U. Kansas law professor Corey Yung tut-tuts Will's rejection of that claim with the definitional slipperiness we see in the proposed law. And then:
In a comment to Yung’s post, Brett Bellmore provides an incisive reaction to Yung’s political myopia.  The comment is so good that I reprint it in its entirety (with apologies to all involved):
  1. The only basis we have for believing the allegation, IS the allegation. All the circumstantial evidence (Mentioned in the account, anyway.) is perfectly consistent with no rape having taken place. We’re going to convict people of serious crimes on the basis of unsupported allegations?

    The prior sexual relations DID create a presumption of consent, just as “Didn’t know him until they met in the alley” creates a presumption of no consent. So does the not immediately reporting it.
  2. All acts exist on a continuum. Sex exists on a continuum from voluntary to rape. THIS incident, even if the account is accurate, is awfully close to the transition point. And yet, we’re supposed to treat it as just as serious as an act as unambiguous rape?
  3. Believing her, she knew of a rapist at large, and didn’t bother warning anybody for six weeks? We’re supposed to treat this as a serious crime, even though SHE didn’t?

    We can’t have a system where you can have sex, and six weeks later decide it was rape, and the guy gets nailed for a major felony on your bare word. That’s insupportable. That’s half the population being given a license to jail the other half.
  4. It was, if we believe her, a “prior” relationship by a matter of minutes. “Prior” to nobody else’s knowledge. Possibly not even prior to the guy’s knowledge. Like nobody has ever changed their mind. She broke up with him and then climbed into bed with him? Said no, and then let him have sex with her?
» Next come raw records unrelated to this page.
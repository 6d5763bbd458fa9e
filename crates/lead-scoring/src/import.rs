//! Spreadsheet lead import. Rows exported from the sales team's sheet become [`LeadRecord`]s that
//! the engine can score directly.

use crate::scoring::{Company, LeadRecord};
use chrono::{DateTime, NaiveDate, Utc};
use serde::de::DeserializeOwned;
use serde::{Deserialize, Deserializer};
use serde_json::Value;
use std::fs::File;
use std::io::Read;
use std::path::Path;

#[derive(Debug, thiserror::Error)]
pub enum ImportError {
    #[error("failed to read lead export: {0}")]
    Io(#[from] std::io::Error),
    #[error("invalid lead CSV data: {0}")]
    Csv(#[from] csv::Error),
    #[error("invalid lead JSON data: {0}")]
    Json(#[from] serde_json::Error),
}

/// Parses a JSON document holding either one lead or an array of leads.
pub fn leads_from_json(raw: &str) -> Result<Vec<LeadRecord>, ImportError> {
    let value: Value = serde_json::from_str(raw)?;
    let leads: Vec<LeadRecord> = if value.is_array() {
        serde_json::from_value(value)?
    } else {
        vec![serde_json::from_value(value)?]
    };

    Ok(leads)
}

pub struct LeadCsvImporter;

impl LeadCsvImporter {
    pub fn from_path(path: impl AsRef<Path>) -> Result<Vec<LeadRecord>, ImportError> {
        let file = File::open(path)?;
        Self::from_reader(file)
    }

    pub fn from_reader<R: Read>(reader: R) -> Result<Vec<LeadRecord>, ImportError> {
        let mut csv_reader = csv::ReaderBuilder::new()
            .trim(csv::Trim::All)
            .from_reader(reader);

        let mut leads = Vec::new();
        for record in csv_reader.deserialize::<LeadRow>() {
            let row: LeadRow = record?;
            leads.push(row.into_lead());
        }

        Ok(leads)
    }
}

#[derive(Debug, Deserialize)]
struct LeadRow {
    #[serde(rename = "Email", default)]
    email: String,
    #[serde(rename = "First Name", default)]
    first_name: String,
    #[serde(rename = "Last Name", default)]
    last_name: String,
    #[serde(rename = "Phone", default, deserialize_with = "empty_string_as_none")]
    phone: Option<String>,
    #[serde(rename = "Job Title", default, deserialize_with = "empty_string_as_none")]
    job_title: Option<String>,
    #[serde(rename = "Company", default, deserialize_with = "empty_string_as_none")]
    company: Option<String>,
    #[serde(rename = "Industry", default, deserialize_with = "empty_string_as_none")]
    industry: Option<String>,
    #[serde(
        rename = "Company Size",
        default,
        deserialize_with = "empty_string_as_none"
    )]
    company_size: Option<String>,
    #[serde(rename = "Revenue", default, deserialize_with = "empty_string_as_none")]
    revenue: Option<String>,
    #[serde(rename = "Source", default, deserialize_with = "empty_string_as_none")]
    source: Option<String>,
    #[serde(rename = "Status", default, deserialize_with = "empty_string_as_none")]
    status: Option<String>,
    #[serde(rename = "Priority", default, deserialize_with = "empty_string_as_none")]
    priority: Option<String>,
    #[serde(rename = "Budget", default, deserialize_with = "empty_string_as_none")]
    budget: Option<String>,
    #[serde(rename = "Timeline", default, deserialize_with = "empty_string_as_none")]
    timeline: Option<String>,
    #[serde(
        rename = "Decision Maker",
        default,
        deserialize_with = "empty_string_as_none"
    )]
    decision_maker: Option<String>,
    #[serde(rename = "Tags", default, deserialize_with = "empty_string_as_none")]
    tags: Option<String>,
    #[serde(rename = "Notes", default, deserialize_with = "empty_string_as_none")]
    notes: Option<String>,
    #[serde(
        rename = "Created At",
        default,
        deserialize_with = "empty_string_as_none"
    )]
    created_at: Option<String>,
}

impl LeadRow {
    fn into_lead(self) -> LeadRecord {
        LeadRecord {
            id: None,
            email: self.email,
            first_name: self.first_name,
            last_name: self.last_name,
            phone: self.phone,
            job_title: self.job_title,
            company: Company {
                name: self.company,
                industry: category(self.industry),
                size: category(self.company_size),
                revenue: category(self.revenue),
            },
            source: category(self.source),
            status: category(self.status),
            priority: category(self.priority),
            budget: category(self.budget),
            timeline: category(self.timeline),
            decision_maker: self.decision_maker.as_deref().map(truthy).unwrap_or(false),
            interactions: Vec::new(),
            notes: self.notes,
            tags: self.tags.as_deref().map(split_tags).unwrap_or_default(),
            created_at: self.created_at.as_deref().and_then(parse_datetime),
        }
    }
}

/// Maps a sheet label onto the same enum the JSON API uses, so both paths agree on spellings.
fn category<T: DeserializeOwned + Default>(label: Option<String>) -> T {
    label
        .and_then(|label| serde_json::from_value(Value::String(label)).ok())
        .unwrap_or_default()
}

fn truthy(value: &str) -> bool {
    matches!(
        value.trim().to_ascii_lowercase().as_str(),
        "yes" | "y" | "true" | "1"
    )
}

fn split_tags(value: &str) -> Vec<String> {
    value
        .split(';')
        .map(str::trim)
        .filter(|tag| !tag.is_empty())
        .map(str::to_string)
        .collect()
}

fn empty_string_as_none<'de, D>(deserializer: D) -> Result<Option<String>, D::Error>
where
    D: Deserializer<'de>,
{
    let opt = Option::<String>::deserialize(deserializer)?;
    Ok(opt.filter(|value| !value.trim().is_empty()))
}

fn parse_datetime(value: &str) -> Option<DateTime<Utc>> {
    let trimmed = value.trim();
    if trimmed.is_empty() {
        return None;
    }

    if let Ok(dt) = DateTime::parse_from_rfc3339(trimmed) {
        return Some(dt.with_timezone(&Utc));
    }

    NaiveDate::parse_from_str(trimmed, "%Y-%m-%d")
        .ok()
        .and_then(|date| date.and_hms_opt(0, 0, 0))
        .map(|naive| naive.and_utc())
}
    Doesn’t she have any responsibility to make things clear on her end? Saying “no” a second time was too much trouble? Not getting into the bed, or even getting back out of it, an impossible demand?

    What conservatives are complaining about is a demand that, essentially, women be given power without responsibility, the power to jail men, and no requirement that they behave prudently or responsibly, or even in a manner consistent with the claim they’re making.
Had it been any subject other than rape and sexual assault, and had the “victim” or “survivor” been anyone but women, there would be little question but that all the prawfs would rally around the need for evidence, due process, viable definitions and the knee-jerk demand for vengeance.
Which is exactly the point. Regret is not the same thing as rape. These changes define a cartoonish and infinitely elastic view of rape that expands to include even sex between formerly consenting partners. It fails to grapple with the real ambiguity of human experience. And, ironically, at a time when the War On Drugs is broadly winding down, it will result in more young black and Hispanic men being thrown into jail on sex crimes, because that's just how it works. By defining down what rape really is, its advocates trivialize the crime.